Manuscrit autographe pour Un mauvais rêve, [1934] ; 87 pages in-4 en feuilles.
Première version de la fin d’Un mauvais rêve, roman policier conçu en 1931, remanié en 1935 et paru posthumément en 1951. La genèse de ce roman est complexe. C’est en janvier 1931 que Bernanos a écrit les premières pages de ce qui deviendra Un mauvais rêve, vite délaissé pour Monsieur Ouine. En 1934, face à d’atroces difficultés financières, il décide d’écrire un roman policier, Un crime, pour la fin duquel il réutilise le projet de 1931. Mais au début de 1935, Plon refuse les deux dernières parties d’Un crime, qui sera publié en juin-juillet 1935, amputé de sa fin ; c’est cette fin, mise au point dans l’automne 1934, que Bernanos commence à remanier dans un nouveau roman qu’il intitule Un mauvais rêve, resté inachevé au profit du Journal d’un curé de campagne ; c’est Albert Béguin qui établira l’édition posthume de ce roman en 1951. Une nouvelle édition en a été donnée en 2015 au tome II des Œuvres romanesques complètes dans la Bibliothèque de la Pléiade, par les soins de Sarah Lacoste et Guillaume Louet en s’appuyant sur le présent manuscrit ; c’est à cette édition que nous renvoyons.
Notre manuscrit est la première version de la fin du roman tel qu’il a été élaboré à l’automne 1934, et envoyé par morceaux à Plon, puis intégré, dans une version remaniée, dans le nouveau projet d’Un mauvais rêve. Mis au net à l’encre bleu nuit au recto de feuillets lignés, il présente très peu de corrections, avec quelques mots laissés en blanc : il s’agit souvent de noms de villes, que Bernanos n’a pas encore choisis ; d’autres noms propres seront choisis ou modifiés ultérieurement.
3me Partie. Chapitre [non numéroté], 11 et 49 pages, numérotées au crayon 41 à 51 (à la fin, Bernanos a noté « À suivre »), puis 1 à 49, correspondant au chapitre X de l’édition de 1951, avec des variantes, et au chapitre VIII de la IIe partie dans l’édition de la Pléiade (p. 87-118).
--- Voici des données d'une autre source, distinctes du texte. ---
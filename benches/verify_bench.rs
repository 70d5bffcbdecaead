//! Signature verification and pipeline benchmarks for rfgate

use criterion::{criterion_group, criterion_main, Criterion};
use p256::ecdsa::signature::Signer;
use rand_core::OsRng;
use rfgate::auth::{AuthorizedKey, KeyFormat, KeyMaterial};
use rfgate::{verify_signature, CommandEnvelope, GuardPolicy, ReplayGuard};
use std::hint::black_box;

fn p256_fixture() -> (AuthorizedKey, Vec<u8>, Vec<u8>) {
    let signing = p256::ecdsa::SigningKey::random(&mut OsRng);
    let key = AuthorizedKey {
        callsign: "LA1ABC".to_string(),
        material: KeyMaterial::P256(*signing.verifying_key()),
        format: KeyFormat::Pem,
    };
    let payload =
        br#"{"operator":"LA1ABC","command":"SET_SQUELCH -24","timestamp":1700000000.5}"#.to_vec();
    let sig: p256::ecdsa::Signature = signing.sign(&payload);
    (key, payload, sig.to_der().as_bytes().to_vec())
}

fn benchmark_verification(c: &mut Criterion) {
    let (key, payload, signature) = p256_fixture();

    c.bench_function("verify_p256_der", |b| {
        b.iter(|| {
            let verdict = verify_signature(&key, black_box(&payload), &signature);
            black_box(verdict)
        })
    });
}

fn benchmark_envelope_decode(c: &mut Criterion) {
    let (_, payload, _) = p256_fixture();

    c.bench_function("decode_json_payload", |b| {
        b.iter(|| {
            let envelope = CommandEnvelope::decode(black_box(&payload)).unwrap();
            black_box(envelope)
        })
    });
}

fn benchmark_guard_check(c: &mut Criterion) {
    c.bench_function("replay_guard_check", |b| {
        // Budget high enough that the steady 1 Hz benchmark clock never
        // trips the rate check
        let mut guard = ReplayGuard::new(GuardPolicy {
            max_commands_per_minute: 10_000,
            ..GuardPolicy::default()
        });
        let mut counter = 0u64;

        b.iter(|| {
            counter += 1;
            let raw = format!("{}:LA1ABC:SET_POWER {}", 1_700_000_000 + counter, counter);
            let envelope = CommandEnvelope::parse(
                "LA1ABC",
                &format!("SET_POWER {}", counter),
                (1_700_000_000 + counter) as f64,
                raw.into_bytes(),
            )
            .unwrap();
            let result = guard.check_at(&envelope, (1_700_000_000 + counter) as f64);
            black_box(result)
        })
    });
}

criterion_group!(
    benches,
    benchmark_verification,
    benchmark_envelope_decode,
    benchmark_guard_check
);
criterion_main!(benches);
On y voit Simone Alfieri fausser compagnie au sous-chef de gare qui la surveille, changer prestement de train, et se livrer au rêve du meurtre à commettre... Au début de la seconde liasse, un long passage décrivant Bragelonne, où descend Simone, a disparu de la version publiée : « La petite ville au pied des montagnes sous la pluie, ressemblait moins à une ville qu’à un amas de pierres décolorées perdues dans la brume et Madame Alfieri qui l’avait vue deux fois sous le soleil ne la reconnut pas »… On suit les mouvements de Simone, qui s’approche de la maison du crime : sa rencontre fortuite du jeune prêtre est ici plus développée que dans la version finale. Le chapitre s’achève ainsi : « “Vous avez eu toujours un ou deux curés dans votre vie” disait le vieux Ganse, et le vieux Ganse n’avait pas menti. Sa curiosité du prêtre date de loin, est toujours aussi vive qu’à onze ans lorsque tyrannisée par un oncle de Saumur, tailleur pour ecclésiastiques et marguillier de sa paroisse, elle s’est crue amoureuse du beau vicaire […] “Ce ne sont pas des hommes comme nous” affirmait l’oncle Baptiste qui, peu scrupuleux sur la messe et les sacrements, tenait à sa clientèle. Non ! ce n’était pas des hommes comme les autres. Personne au monde n’eut su, par exemple, poser aussi doucement que le vieil archiprêtre, la main sur sa joue, ou la fixer d’un regard à la fois sévère et tendre – ce regard qui la hantait encore aujourd’hui, à son insu, après tant d’années ! »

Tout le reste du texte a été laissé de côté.